Mitzi Olson entertained audiences alongside the likes of Liberace and Victor Borge.

Later in life, Olson and her husband founded and ran a Twin Cities mobile home park that was its own municipality.

Olson, a formally trained dancer who helped give birth to the tiny Ramsey County community of Landfall, died May 26 from complications of chronic obstructive pulmonary disease. She was 82 and lived her later years in Afton.

She was born Mitzi Hunter in Chicago in 1930 and as a teenager rode the El downtown from Oak Park for rehearsals and performances in the chorus as a Muriel Abbott dancer, which called the elegant Palmer House its home.

"It would be like being a Broadway dancer," said daughter Jamie Olson, "but the show changed all the time -- rollerskating, tap dancing, acrobatics -- they all got trained."

Mitzi's career as a dancer suffered a setback while touring in Europe, when she fell on a slanted stage and injured her back. The pain would stay with her for a lifetime, her daughter said.

A Hollywood agent, drawn to Mitzi's beauty and grace onstage, wanted her to pursue a career in film. But Mitzi's mother objected, and it was off to drama studies at Macalester College in St. Paul for the young dancer.

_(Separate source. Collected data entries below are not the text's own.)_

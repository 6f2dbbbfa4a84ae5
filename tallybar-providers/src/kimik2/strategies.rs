//! Kimi K2 fetch strategies.

use async_trait::async_trait;
use tallybar_core::{ProviderKind, UsageSnapshot};
use tallybar_fetch::{FetchError, FetchKind, FetchStrategy, ProviderFetchContext, TokenResolver};
use tracing::{debug, instrument};

use super::api::{DEFAULT_CREDITS_URL, KimiK2Client, build_snapshot};
use super::error::KimiK2Error;

pub(crate) const TOKENS: TokenResolver = TokenResolver::new(
    ProviderKind::KimiK2,
    &["KIMI_K2_API_KEY", "KIMI_API_KEY", "KIMI_KEY"],
);

/// Fetch strategy that reads the Kimi K2 credit balance with an API key.
pub struct KimiK2ApiStrategy {
    url: String,
}

impl KimiK2ApiStrategy {
    /// Creates a strategy against the public endpoint.
    pub fn new() -> Self {
        Self::with_url(DEFAULT_CREDITS_URL)
    }

    /// Creates a strategy against another credits URL.
    pub fn with_url(url: impl Into<String>) -> Self {
        Self { url: url.into() }
    }
}

impl Default for KimiK2ApiStrategy {
    fn default() -> Self {
        Self::new()
    }
}

#[async_trait]
impl FetchStrategy for KimiK2ApiStrategy {
    fn id(&self) -> &str {
        "kimik2.api"
    }

    fn kind(&self) -> FetchKind {
        FetchKind::ApiToken
    }

    async fn is_available(&self, ctx: &ProviderFetchContext) -> bool {
        TOKENS.is_configured(ctx)
    }

    #[instrument(skip(self, ctx))]
    async fn fetch(&self, ctx: &ProviderFetchContext) -> Result<UsageSnapshot, FetchError> {
        debug!("Fetching Kimi K2 credits");

        let credential = TOKENS.resolve(ctx).ok_or(KimiK2Error::MissingApiKey)?;
        let credits = KimiK2Client::new(&ctx.http, &self.url)
            .credits(&credential)
            .await?;
        Ok(build_snapshot(&credits))
    }
}

#[cfg(test)]
mod tests {
    use super::*;
    use crate::test_support::{fetch_error, serve_canned, token_context};
    use tallybar_fetch::Environment;

    #[test]
    fn test_env_key_order() {
        let ctx = ProviderFetchContext::builder(ProviderKind::KimiK2)
            .env(
                Environment::new()
                    .with_var("KIMI_KEY", "third")
                    .with_var("KIMI_API_KEY", "second"),
            )
            .build();
        assert_eq!(TOKENS.resolve(&ctx).unwrap().expose(), "second");
    }

    #[tokio::test]
    async fn test_unavailable_without_key() {
        let ctx = ProviderFetchContext::builder(ProviderKind::KimiK2)
            .env(Environment::new())
            .build();
        assert!(!KimiK2ApiStrategy::new().is_available(&ctx).await);
    }

    #[tokio::test]
    async fn test_http_status_decides_fallback() {
        let ctx = token_context(ProviderKind::KimiK2);

        let url = serve_canned(403, &[], "{}").await;
        let (err, fallback) = fetch_error(&KimiK2ApiStrategy::with_url(url), &ctx).await;
        assert!(matches!(err, FetchError::AuthenticationFailed(_)));
        assert!(!fallback);

        let url = serve_canned(429, &[("retry-after", "7")], "{}").await;
        let (err, fallback) = fetch_error(&KimiK2ApiStrategy::with_url(url), &ctx).await;
        assert!(matches!(err, FetchError::RateLimited { retry_after: Some(7) }));
        assert!(!fallback);

        let url = serve_canned(503, &[], "{}").await;
        let (err, fallback) = fetch_error(&KimiK2ApiStrategy::with_url(url), &ctx).await;
        assert!(matches!(err, FetchError::InvalidResponse(ref msg) if msg.contains("503")));
        assert!(fallback);
    }

    #[tokio::test]
    async fn test_fetch_maps_credits() {
        let url = serve_canned(200, &[], r#"{"data": {"consumed": 30, "remaining": 70}}"#).await;
        let snapshot = KimiK2ApiStrategy::with_url(url)
            .fetch(&token_context(ProviderKind::KimiK2))
            .await
            .unwrap();
        let weekly = snapshot.weekly.unwrap();
        assert_eq!(weekly.used, 30.0);
        assert_eq!(weekly.limit, Some(100.0));
    }
}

There she met Jim Olson, and the two wed in 1951. They moved to Massachusetts, where he was a stage manager for the Falmouth Playhouse.

The couple lived in a homemade travel trailer, where they would receive actors Walter Matthau, Eva Gabor and others as guests.

Inspiration from their RV lifestyle prompted Mitzi and Jim Olson to return to the St. Paul area in 1953 and buy 45 acres on the eastern shore of Tanners Lake, where they built a park for travel trailers and mobile homes. The Olsons raised their three children in the community they named Landfall.

The Olsons' Landfall cottage had been there many years when they moved in and "we heard rumors that Dillinger used to live there," Mitzi Olson said in a 1998 interview. "A fellow who used to deliver propane gas said he used to deliver packages for Dillinger as a boy."

In 1974, Landfall became Minnesota's smallest municipality in geographic terms, made up completely of mobile homes, along with tennis courts, a community center, a beach and other amenities.

"It was a kids' paradise," recalled Jamie Olson, who now lives near Everett, Wash. "We just had everything, and it was safe. One day my dad put in trampolines. ... It was a very unique community. I really considered it a glamorous lifestyle."

Mitzi Olson realized a parent's dream and performed with her two daughters in the Twin Cities-based Andahazy Ballet Borealis Company. Productions included "Scheherazade," "Petrushka" and "Swan Lake."

In 1985, Jim Olson died, leaving Mitzi to run the mobile home park.

"She was real lady-like," said Lonnie Lindemann, who did maintenance and whatever odd jobs were necessary at the park from 1981 to 1991, "nice and polite to all the workers."

Lindemann, who also lived in Landfall for nearly 30 years until 2007, said Jim and Mitzi Olson worked hard to "improve the park for residents the best they could. A lot of people weren't doing things the right way, but they tried to get a handle on that to make the place look better, not to leave junk laying around, mowing their grass."

In the early 1990s, the park was in danger of being bought by a developer with designs of building a shopping mall or luxury housing. The Washington County Housing and Redevelopment Authority stepped in and bought the city to preserve the affordable residences.

In 1997 the authority sold the city to the Landfall Housing and Redevelopment Authority. It continues today, its population roughly 700, with about 300 mobile homes.

Mitzi Olson enjoyed her later years in Afton with a new love in her life, Richard Herreid, who died in 2009.

Along with Jamie Olson, Mitzi Olson is survived by daughter Wendy Olson and son Todd Olson. A remembrance is scheduled for 1 to 4 p.m. June 23 at Bradshaw Celebration of Life Center, 2800 Curve Crest Blvd., Stillwater.